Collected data
=== Begin Enclosure ===
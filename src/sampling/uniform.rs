use num_bigint::BigUint;
use rand::Rng;

/// Uniform integer in [0, 2^bits), assembled from 32-bit words.
pub fn uniform_bits<R: Rng + ?Sized>(bits: u32, rng: &mut R) -> BigUint {
    let words = bits.div_ceil(32) as usize;
    let mut digits: Vec<u32> = (0..words).map(|_| rng.random::<u32>()).collect();
    let spare = words as u32 * 32 - bits;
    if spare > 0 {
        if let Some(top) = digits.last_mut() {
            *top >>= spare;
        }
    }
    BigUint::from_slice(&digits)
}

#[cfg(test)]
mod tests {
    use super::*;
    use num_bigint::BigUint;
    use num_traits::{One, Zero};
    use rand::SeedableRng;
    use rand_chacha::ChaCha20Rng;

    #[test]
    fn test_uniform_bits_bound() {
        let mut rng = ChaCha20Rng::seed_from_u64(42);
        for bits in [1u32, 7, 31, 32, 33, 64, 100, 128] {
            let bound = BigUint::one() << bits as usize;
            for _ in 0..200 {
                assert!(uniform_bits(bits, &mut rng) < bound, "bits = {bits}");
            }
        }
    }

    #[test]
    fn test_uniform_bits_uses_top_bit() {
        let mut rng = ChaCha20Rng::seed_from_u64(5);
        let half = BigUint::one() << 99usize;
        let high = (0..200)
            .filter(|_| uniform_bits(100, &mut rng) >= half)
            .count();
        assert!(high > 60 && high < 140, "high = {high}");
    }

    #[test]
    fn test_zero_bits() {
        let mut rng = ChaCha20Rng::seed_from_u64(1);
        assert!(uniform_bits(0, &mut rng).is_zero());
    }
}
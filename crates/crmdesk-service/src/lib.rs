//! # crmdesk-service
//!
//! Entity workflows for CrmDesk. Each service orchestrates the
//! authentication gates, ownership scopes, field policies, the patch
//! merger, and the repositories into the concrete mutation rules of the
//! system.
//!
//! Every mutating method takes an explicit [`crmdesk_database::UnitOfWork`]
//! and a [`RequestContext`]; nothing here opens its own transaction or
//! resolves its own identity.

pub mod auth;
pub mod client;
pub mod context;
pub mod contract;
pub mod event;
pub mod merge;
pub mod staff;

pub use auth::AuthService;
pub use client::{ClientService, CreateClientRequest};
pub use context::RequestContext;
pub use contract::{ContractService, CreateContractRequest};
pub use event::{CreateEventRequest, EventService};
pub use staff::{CreateStaffRequest, StaffService};
//! Database schema migration runner.

use sqlx::SqlitePool;
use tracing::info;

use crmdesk_core::error::{AppError, ErrorKind};

/// The full schema. Every statement is idempotent so the runner can be
/// invoked on every startup.
const SCHEMA: &str = r#"
CREATE TABLE IF NOT EXISTS staff_users (
    id INTEGER PRIMARY KEY AUTOINCREMENT,
    username TEXT NOT NULL UNIQUE COLLATE NOCASE,
    first_name TEXT NOT NULL,
    last_name TEXT NOT NULL,
    email TEXT NOT NULL UNIQUE COLLATE NOCASE,
    password_hash TEXT NOT NULL,
    role TEXT NOT NULL,
    created_at TEXT NOT NULL,
    updated_at TEXT NOT NULL
);

CREATE TABLE IF NOT EXISTS clients (
    id INTEGER PRIMARY KEY AUTOINCREMENT,
    first_name TEXT NOT NULL,
    last_name TEXT NOT NULL,
    email TEXT NOT NULL UNIQUE COLLATE NOCASE,
    phone TEXT,
    company TEXT,
    owner_id INTEGER NOT NULL REFERENCES staff_users(id),
    created_at TEXT NOT NULL,
    updated_at TEXT NOT NULL
);

CREATE TABLE IF NOT EXISTS contracts (
    id INTEGER PRIMARY KEY AUTOINCREMENT,
    client_id INTEGER NOT NULL REFERENCES clients(id),
    owner_id INTEGER NOT NULL REFERENCES staff_users(id),
    total_amount REAL NOT NULL,
    amount_due REAL NOT NULL,
    is_signed INTEGER NOT NULL DEFAULT 0,
    created_at TEXT NOT NULL,
    updated_at TEXT NOT NULL
);

CREATE TABLE IF NOT EXISTS events (
    id INTEGER PRIMARY KEY AUTOINCREMENT,
    name TEXT NOT NULL,
    contract_id INTEGER NOT NULL REFERENCES contracts(id),
    client_id INTEGER NOT NULL REFERENCES clients(id),
    assignee_id INTEGER REFERENCES staff_users(id),
    starts_at TEXT NOT NULL,
    ends_at TEXT NOT NULL,
    location TEXT,
    attendees INTEGER,
    notes TEXT,
    created_at TEXT NOT NULL,
    updated_at TEXT NOT NULL
);

CREATE INDEX IF NOT EXISTS idx_clients_owner ON clients(owner_id);
CREATE INDEX IF NOT EXISTS idx_contracts_owner ON contracts(owner_id);
CREATE INDEX IF NOT EXISTS idx_contracts_client ON contracts(client_id);
CREATE INDEX IF NOT EXISTS idx_events_assignee ON events(assignee_id);
CREATE INDEX IF NOT EXISTS idx_events_contract ON events(contract_id);
"#;

/// Run all pending database migrations.
pub async fn run_migrations(pool: &SqlitePool) -> Result<(), AppError> {
    info!("Running database migrations...");

    sqlx::raw_sql(SCHEMA).execute(pool).await.map_err(|e| {
        AppError::with_source(
            ErrorKind::Database,
            format!("Failed to run migrations: {e}"),
            e,
        )
    })?;

    info!("Database migrations completed successfully");
    Ok(())
}
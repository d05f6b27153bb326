//! Client repository implementation.

use chrono::Utc;
use sqlx::SqliteConnection;

use crmdesk_core::error::{AppError, ErrorKind};
use crmdesk_core::result::AppResult;
use crmdesk_entity::client::{Client, CreateClient};

/// Repository for client CRUD and query operations.
#[derive(Debug, Clone, Copy)]
pub struct ClientRepository;

impl ClientRepository {
    /// Insert a new client and return the stored row.
    pub async fn insert(conn: &mut SqliteConnection, client: &CreateClient) -> AppResult<Client> {
        let now = Utc::now();
        sqlx::query_as::<_, Client>(
            "INSERT INTO clients \
             (first_name, last_name, email, phone, company, owner_id, created_at, updated_at) \
             VALUES (?, ?, ?, ?, ?, ?, ?, ?) RETURNING *",
        )
        .bind(&client.first_name)
        .bind(&client.last_name)
        .bind(&client.email)
        .bind(&client.phone)
        .bind(&client.company)
        .bind(client.owner_id)
        .bind(now)
        .bind(now)
        .fetch_one(&mut *conn)
        .await
        .map_err(|e| AppError::with_source(ErrorKind::Database, "Failed to insert client", e))
    }

    /// Find a client by primary key.
    pub async fn find_by_id(conn: &mut SqliteConnection, id: i64) -> AppResult<Option<Client>> {
        sqlx::query_as::<_, Client>("SELECT * FROM clients WHERE id = ?")
            .bind(id)
            .fetch_optional(&mut *conn)
            .await
            .map_err(|e| {
                AppError::with_source(ErrorKind::Database, "Failed to find client by id", e)
            })
    }

    /// List all clients, optionally restricted to one owner.
    pub async fn find_all(
        conn: &mut SqliteConnection,
        owner_id: Option<i64>,
    ) -> AppResult<Vec<Client>> {
        let query = match owner_id {
            Some(owner_id) => {
                sqlx::query_as::<_, Client>("SELECT * FROM clients WHERE owner_id = ? ORDER BY id")
                    .bind(owner_id)
            }
            None => sqlx::query_as::<_, Client>("SELECT * FROM clients ORDER BY id"),
        };
        query
            .fetch_all(&mut *conn)
            .await
            .map_err(|e| AppError::with_source(ErrorKind::Database, "Failed to list clients", e))
    }

    /// Persist the mutable fields of an existing client.
    pub async fn update(conn: &mut SqliteConnection, client: &Client) -> AppResult<()> {
        sqlx::query(
            "UPDATE clients \
             SET first_name = ?, last_name = ?, email = ?, phone = ?, company = ?, \
                 owner_id = ?, updated_at = ? \
             WHERE id = ?",
        )
        .bind(&client.first_name)
        .bind(&client.last_name)
        .bind(&client.email)
        .bind(&client.phone)
        .bind(&client.company)
        .bind(client.owner_id)
        .bind(client.updated_at)
        .bind(client.id)
        .execute(&mut *conn)
        .await
        .map_err(|e| AppError::with_source(ErrorKind::Database, "Failed to update client", e))?;
        Ok(())
    }
}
=== End Enclosure ===
Taking the line with "assert!(uniform_bits(bits, &mut rng)" as the first and the line with "let mut rng = ChaCha20Rng::seed_from_u64(5);" as the last, retype that stretch of the data above exactly, with no other lines.

_Task answer_
                assert!(uniform_bits(bits, &mut rng) < bound, "bits = {bits}");
            }
        }
    }

    #[test]
    fn test_uniform_bits_uses_top_bit() {
        let mut rng = ChaCha20Rng::seed_from_u64(5);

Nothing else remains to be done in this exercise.